▸ What is needed: Pick out the lines in the listing below that contain the word "tests" and copy them.

=======

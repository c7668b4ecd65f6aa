//! Integration tests for the compile driver
//!
//! Each input form takes a different route through the parser chain and
//! must still come out as working JavaScript.

use hyperfixi_runtime::{AotCompiler, CompileOptions, HandlerIdRegistry, ParserUsed};

fn compile(source: &str, options: &CompileOptions) -> hyperfixi_runtime::CompileResult {
    hyperfixi_runtime::logging::test();
    AotCompiler::new().compile_one(source, options)
}

// =============================================================================
// Parser Chain
// =============================================================================

#[test]
fn every_route_produces_the_same_toggle() {
    let default = CompileOptions::default();
    let cases = [
        ("[toggle patient:.active]", default.clone(), ParserUsed::Explicit),
        (
            r#"{"type":"command","name":"toggle","roles":{"patient":{"type":"selector","value":".active"}}}"#,
            default.clone(),
            ParserUsed::Json,
        ),
        ("toggle .active", default.clone(), ParserUsed::Semantic),
        (
            "toggle .active",
            default.clone().with_confidence_threshold(1.5),
            ParserUsed::Regex,
        ),
    ];
    for (source, options, parser) in cases {
        let result = compile(source, &options);
        assert!(result.success, "{source}: {:?}", result.errors);
        assert_eq!(result.metadata.parser_used, Some(parser), "{source}");
        assert_eq!(result.metadata.handler_id, "_hf_click_toggle_active", "{source}");
        let code = result.code.unwrap();
        assert!(code.contains("classList.toggle('active')"), "{source}: {code}");
    }
}

#[test]
fn native_languages_compile_to_the_same_body() {
    let sources = [
        ("en", "on click toggle .active"),
        ("es", "en clic alternar .active"),
        ("ja", "クリックで.activeを切り替え"),
        ("ko", "클릭 시 .active를 토글"),
        ("ar", "عند النقر بدّل .active"),
    ];
    let handlers: Vec<String> = sources
        .iter()
        .map(|(code, source)| {
            let options = CompileOptions::default().with_language(*code);
            let result = compile(source, &options);
            assert!(result.success, "{code}: {:?}", result.errors);
            assert_eq!(result.metadata.language, *code);
            result.handlers[0].function.clone()
        })
        .collect();
    for function in &handlers[1..] {
        assert_eq!(function, &handlers[0]);
    }
}

#[test]
fn regex_fallback_handles_events() {
    let options = CompileOptions::default().with_confidence_threshold(1.5);
    let result = compile("on mouseover add .hover", &options);
    assert!(result.success, "{:?}", result.errors);
    assert_eq!(result.metadata.parser_used, Some(ParserUsed::Regex));
    assert_eq!(result.handlers[0].event, "mouseover");
}

#[test]
fn nothing_matches() {
    let result = compile("%%% ???", &CompileOptions::default());
    assert!(!result.success);
    assert!(result.code.is_none());
    assert!(result.handlers.is_empty());
    assert!(result.metadata.parser_used.is_none());
}

#[test]
fn empty_source_fails() {
    let result = compile("   ", &CompileOptions::default());
    assert!(!result.success);
    assert!(!result.errors.is_empty());
}

// =============================================================================
// Metadata
// =============================================================================

#[test]
fn metadata_describes_the_output() {
    let result = compile("on click add .a then wait 1s then remove .a", &CompileOptions::default());
    assert!(result.success, "{:?}", result.errors);
    let metadata = &result.metadata;
    assert!(metadata.commands_used.contains(&"wait".to_string()));
    assert!(metadata.runtime_helpers.contains(&"wait".to_string()));
    assert!(metadata.needs_runtime);
    assert!(result.usage.blocks.contains("async"));
}

#[test]
fn usage_sees_loops_before_unrolling() {
    let result = compile("on click repeat 2 times increment :n end", &CompileOptions::default());
    assert!(result.success, "{:?}", result.errors);
    assert!(result.metadata.optimizations_applied.iter().any(|p| p == "loop-unrolling"));
    assert!(result.usage.blocks.contains("repeat"));
}

#[test]
fn shared_registry_keeps_ids_unique() {
    let compiler = AotCompiler::new();
    let options = CompileOptions::default();
    let mut registry = HandlerIdRegistry::new();
    let first = compiler.compile("on click toggle .active", &options, &mut registry);
    let failed = compiler.compile("%%% ???", &options, &mut registry);
    let second = compiler.compile("[toggle patient:.active]", &options, &mut registry);
    assert!(!failed.success);
    assert_eq!(first.metadata.handler_id, "_hf_click_toggle_active");
    assert_eq!(second.metadata.handler_id, "_hf_click_toggle_active_2");
    assert_eq!(registry.len(), 2);
}

#[test]
fn translate_then_compile() {
    let compiler = AotCompiler::new();
    let japanese = compiler.translate("on click toggle .active", "en", "ja").unwrap();
    let options = CompileOptions::default().with_language("ja");
    let result = compiler.compile_one(&japanese, &options);
    assert!(result.success, "{japanese}: {:?}", result.errors);
    assert_eq!(result.metadata.handler_id, "_hf_click_toggle_active");
}
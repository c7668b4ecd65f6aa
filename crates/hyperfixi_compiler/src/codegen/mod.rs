//! JavaScript code generation.
//!
//! An `event` root produces a handler function plus a bind function that
//! registers it. A sequence of event roots produces one pair per handler.
//! Any other root is emitted as bare statements.
//!
//! Generated code calls helpers on a runtime object named `_rt`; the
//! generator only records which helper names it referenced.

mod binding;
mod command;
mod context;
mod expression;
mod handler;

use std::collections::BTreeSet;

use hyperfixi_foundation::{Error, Result};
use serde::{Deserialize, Serialize};

use crate::analyzer::{AnalysisResult, Analyzer};
use crate::ast::AstNode;

pub use context::{CodegenContext, Emitter};
pub use expression::{js_string, js_value};

/// Default module the runtime helpers are imported from.
pub const DEFAULT_RUNTIME_IMPORT: &str = "@hyperfixi/runtime";

/// Prefix of every handler id.
pub const HANDLER_PREFIX: &str = "_hf";

/// JavaScript language level.
#[derive(Clone, Copy, Debug, Default, PartialEq, Eq, Serialize, Deserialize)]
#[serde(rename_all = "lowercase")]
pub enum CodegenTarget {
    /// No `??` or `?.`.
    Es2017,
    /// Modern syntax.
    #[default]
    Es2020,
}

/// Module format of combined output.
#[derive(Clone, Copy, Debug, Default, PartialEq, Eq, Hash, Serialize, Deserialize)]
#[serde(rename_all = "lowercase")]
pub enum OutputMode {
    /// `import` / `export`.
    #[default]
    Esm,
    /// `require` / `module.exports`.
    Cjs,
    /// A self-invoking function.
    Iife,
}

impl OutputMode {
    /// Parses `esm`, `cjs`, or `iife`.
    #[must_use]
    pub fn parse(text: &str) -> Option<Self> {
        match text.to_ascii_lowercase().as_str() {
            "esm" => Some(Self::Esm),
            "cjs" => Some(Self::Cjs),
            "iife" => Some(Self::Iife),
            _ => None,
        }
    }
}

/// Output options.
#[derive(Clone, Debug, PartialEq, Eq, Serialize, Deserialize)]
#[serde(rename_all = "camelCase", default)]
pub struct CodegenOptions {
    /// Language level.
    pub target: CodegenTarget,
    /// Module format.
    pub mode: OutputMode,
    /// Drop indentation, newlines, and comments.
    pub minify: bool,
    /// Append a `sourceURL` comment naming the handler.
    pub source_maps: bool,
    /// Module the runtime helpers come from.
    pub runtime_import: String,
    /// Keep comments when minifying.
    pub preserve_comments: bool,
    /// Log every handler invocation.
    pub debug_mode: bool,
}

impl Default for CodegenOptions {
    fn default() -> Self {
        Self {
            target: CodegenTarget::default(),
            mode: OutputMode::default(),
            minify: false,
            source_maps: false,
            runtime_import: DEFAULT_RUNTIME_IMPORT.to_string(),
            preserve_comments: false,
            debug_mode: false,
        }
    }
}

impl CodegenOptions {
    /// Sets the language level.
    #[must_use]
    pub const fn with_target(mut self, target: CodegenTarget) -> Self {
        self.target = target;
        self
    }

    /// Sets the module format.
    #[must_use]
    pub const fn with_mode(mut self, mode: OutputMode) -> Self {
        self.mode = mode;
        self
    }

    /// Enables minification.
    #[must_use]
    pub const fn with_minify(mut self, minify: bool) -> Self {
        self.minify = minify;
        self
    }

    /// Sets the runtime module.
    #[must_use]
    pub fn with_runtime_import(mut self, module: impl Into<String>) -> Self {
        self.runtime_import = module.into();
        self
    }

    /// Enables invocation logging.
    #[must_use]
    pub const fn with_debug_mode(mut self, debug: bool) -> Self {
        self.debug_mode = debug;
        self
    }
}

/// One generated handler.
#[derive(Clone, Debug, PartialEq, Eq, Serialize, Deserialize)]
#[serde(rename_all = "camelCase")]
pub struct GeneratedHandler {
    /// Function name.
    pub id: String,
    /// DOM event.
    pub event: String,
    /// Handler function source.
    pub function: String,
    /// Bind function source.
    pub binding: String,
    /// Listener removal, absent for one-shot listeners.
    pub cleanup: Option<String>,
}

/// Output of one compilation.
#[derive(Clone, Debug, Default, PartialEq, Eq, Serialize, Deserialize)]
#[serde(rename_all = "camelCase")]
pub struct GeneratedCode {
    /// Handlers, in source order.
    pub handlers: Vec<GeneratedHandler>,
    /// All generated source.
    pub code: String,
    /// Runtime helpers the code needs.
    pub helpers: BTreeSet<String>,
    /// Non-fatal findings.
    pub warnings: Vec<String>,
}

impl GeneratedCode {
    /// Returns true if the code references the runtime.
    #[must_use]
    pub fn needs_runtime(&self) -> bool {
        !self.helpers.is_empty() || self.code.contains("_rt.")
    }
}

/// Generates JavaScript from an optimized AST.
#[derive(Clone, Debug, Default)]
pub struct CodeGenerator {
    options: CodegenOptions,
}

impl CodeGenerator {
    /// Creates a generator.
    #[must_use]
    pub const fn new(options: CodegenOptions) -> Self {
        Self { options }
    }

    /// The output options.
    #[must_use]
    pub const fn options(&self) -> &CodegenOptions {
        &self.options
    }

    /// Generates code for `ast`. `analysis` must describe `ast` as given,
    /// after optimization.
    ///
    /// # Errors
    ///
    /// Returns a `Codegen` error for statements in value position or
    /// commands missing a role they need.
    pub fn generate(
        &self,
        ast: &AstNode,
        analysis: &AnalysisResult,
        handler_id: &str,
    ) -> Result<GeneratedCode> {
        let mut generated = GeneratedCode {
            helpers: analysis.dependencies.runtime_helpers.clone(),
            ..GeneratedCode::default()
        };
        let separator = if self.options.minify { "" } else { "\n\n" };
        let mut parts = Vec::new();

        match ast {
            AstNode::Event { .. } => {
                let h = self.event_handler(ast, analysis, handler_id, &mut generated)?;
                parts.push(format!("{}{separator}{}", h.function, h.binding));
                generated.handlers.push(h);
            }
            AstNode::Sequence { body, .. }
                if !body.is_empty() && body.iter().all(|n| matches!(n, AstNode::Event { .. })) =>
            {
                for (i, node) in body.iter().enumerate() {
                    let id = if i == 0 {
                        handler_id.to_string()
                    } else {
                        format!("{handler_id}_h{}", i + 1)
                    };
                    // Async and try/catch wrapping follow each handler's own body.
                    let own = Analyzer::analyze(node);
                    let h = self.event_handler(node, &own, &id, &mut generated)?;
                    parts.push(format!("{}{separator}{}", h.function, h.binding));
                    generated.handlers.push(h);
                }
            }
            other => {
                let mut ctx = CodegenContext::new(&self.options, handler_id);
                let mut out = Emitter::new();
                command::statement(&mut ctx, &mut out, other)?;
                generated.helpers.extend(ctx.helpers().iter().cloned());
                parts.push(out.finish(self.options.minify));
            }
        }

        generated.code = parts.join(separator);
        if self.options.source_maps {
            generated.code.push_str(&format!("\n//# sourceURL=hyperfixi/{handler_id}.js"));
        }
        tracing::debug!(
            handler = handler_id,
            handlers = generated.handlers.len(),
            helpers = generated.helpers.len(),
            "code generated"
        );
        Ok(generated)
    }

    fn event_handler(
        &self,
        node: &AstNode,
        analysis: &AnalysisResult,
        id: &str,
        generated: &mut GeneratedCode,
    ) -> Result<GeneratedHandler> {
        let AstNode::Event {
            event,
            modifiers,
            source,
            body,
        } = node
        else {
            return Err(Error::internal("event handler expected"));
        };
        let mut ctx = CodegenContext::new(&self.options, id);
        let function = handler::handler(&mut ctx, modifiers, body, analysis)?;
        let binding = binding::binding(&mut ctx, event, modifiers, source.as_deref())?;
        generated.helpers.extend(ctx.helpers().iter().cloned());
        if let Some(warning) = function.silent_failure {
            generated.warnings.push(warning);
        }
        Ok(GeneratedHandler {
            id: id.to_string(),
            event: event.clone(),
            function: function.code,
            binding: binding.code,
            cleanup: binding.cleanup,
        })
    }
}

// =============================================================================
// Handler ids
// =============================================================================

/// Reduces text to `[A-Za-z0-9_]`, collapsing runs of anything else.
#[must_use]
pub fn sanitize_identifier(text: &str) -> String {
    let mut out = String::with_capacity(text.len());
    for c in text.chars() {
        if c.is_ascii_alphanumeric() || c == '_' {
            out.push(c);
        } else if !out.is_empty() && !out.ends_with('_') {
            out.push('_');
        }
    }
    out.trim_end_matches('_').to_string()
}

const MAX_ID_PART: usize = 24;

fn id_part(text: &str) -> Option<String> {
    let mut part = sanitize_identifier(text);
    part.truncate(MAX_ID_PART);
    let part = part.trim_end_matches('_');
    (!part.is_empty()).then(|| part.to_string())
}

fn patient_text(node: &AstNode) -> Option<String> {
    match node.role("patient")? {
        AstNode::Selector { value, .. } => Some(value.clone()),
        AstNode::Literal { value, .. } => Some(value.concat_text()),
        AstNode::Identifier { name } | AstNode::Variable { name, .. } => Some(name.clone()),
        _ => None,
    }
}

/// The id a root would get before collision suffixing:
/// `_hf_<event>_<command>[_<patient>]`.
#[must_use]
pub fn handler_id_base(ast: &AstNode) -> String {
    let root = match ast {
        AstNode::Sequence { body, .. } => body.first().unwrap_or(ast),
        other => other,
    };
    let (event, first) = match root {
        AstNode::Event { event, body, .. } => (Some(event.as_str()), body.first()),
        other => (None, Some(other)),
    };
    let mut parts = vec![HANDLER_PREFIX.to_string()];
    parts.extend(event.and_then(id_part));
    if let Some(first) = first {
        let name = first.command_name().unwrap_or_else(|| first.type_name());
        parts.extend(id_part(name));
        parts.extend(patient_text(first).as_deref().and_then(id_part));
    }
    parts.join("_")
}

#[cfg(test)]
mod tests {
    use super::*;
    use hyperfixi_semantic::EventModifiers;

    fn generate(ast: &AstNode) -> GeneratedCode {
        let analysis = Analyzer::analyze(ast);
        CodeGenerator::default()
            .generate(ast, &analysis, &handler_id_base(ast))
            .unwrap()
    }

    #[test]
    fn handler_ids() {
        let ast = AstNode::event(
            "click",
            vec![AstNode::command("toggle").with_role("patient", AstNode::selector(".active"))],
        );
        assert_eq!(handler_id_base(&ast), "_hf_click_toggle_active");
        assert_eq!(handler_id_base(&AstNode::event("keydown", Vec::new())), "_hf_keydown");
        assert_eq!(sanitize_identifier("#nav > li"), "nav_li");
        let put = AstNode::event(
            "click",
            vec![AstNode::command("put").with_role("patient", AstNode::string("héllo wörld"))],
        );
        assert_eq!(handler_id_base(&put), "_hf_click_put_h_llo_w_rld");
    }

    #[test]
    fn event_root_gets_handler_and_binding() {
        let ast = AstNode::Event {
            event: "input".into(),
            modifiers: EventModifiers {
                debounce: Some(300),
                ..EventModifiers::default()
            },
            source: None,
            body: vec![AstNode::command("log").with_role("patient", AstNode::variable("me"))],
        };
        let out = generate(&ast);
        assert_eq!(out.handlers.len(), 1);
        assert!(out.code.contains("function _hf_input_log_me(event)"));
        assert!(out.code.contains("_rt.debounce(_hf_input_log_me, 300)"));
        assert!(out.helpers.contains("debounce"));
        assert!(out.helpers.contains("createContext"));
        assert!(out.needs_runtime());
    }

    #[test]
    fn sequence_of_handlers() {
        let ast = AstNode::Sequence {
            body: vec![
                AstNode::event("click", vec![AstNode::command("hide")]),
                AstNode::event("dblclick", vec![AstNode::command("show")]),
            ],
            unrolled: false,
        };
        let out = generate(&ast);
        let ids: Vec<_> = out.handlers.iter().map(|h| h.id.as_str()).collect();
        assert_eq!(ids, vec!["_hf_click_hide", "_hf_click_hide_h2"]);
    }

    #[test]
    fn handlers_in_a_sequence_are_analyzed_separately() {
        let ast = AstNode::Sequence {
            body: vec![
                AstNode::event(
                    "click",
                    vec![AstNode::command("wait").with_role("duration", AstNode::number(100.0))],
                ),
                AstNode::event("dblclick", vec![AstNode::command("show")]),
            ],
            unrolled: false,
        };
        let out = generate(&ast);
        assert!(out.handlers[0].function.starts_with("async function"));
        assert!(out.handlers[1].function.starts_with("function"));
        assert!(!out.handlers[1].function.contains("catch"));
    }

    #[test]
    fn bare_statements_are_not_wrapped() {
        let ast = AstNode::command("log").with_role("patient", AstNode::string("hi"));
        let out = generate(&ast);
        assert!(out.handlers.is_empty());
        assert_eq!(out.code, "console.log('hi');");
    }

    #[test]
    fn silent_failure_warns_without_failing() {
        let ast = AstNode::event("click", vec![AstNode::command("install")]);
        let out = generate(&ast);
        assert_eq!(out.warnings.len(), 1);
    }

    #[test]
    fn options_deserialize_camel_case() {
        let options: CodegenOptions =
            serde_json::from_str(r#"{"target":"es2017","mode":"iife","runtimeImport":"rt"}"#).unwrap();
        assert_eq!(options.target, CodegenTarget::Es2017);
        assert_eq!(options.mode, OutputMode::Iife);
        assert_eq!(options.runtime_import, "rt");
        assert!(!options.minify);
    }
}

=======

▸ Reply to the task:
//! Integration tests for the compile driver
mod tests {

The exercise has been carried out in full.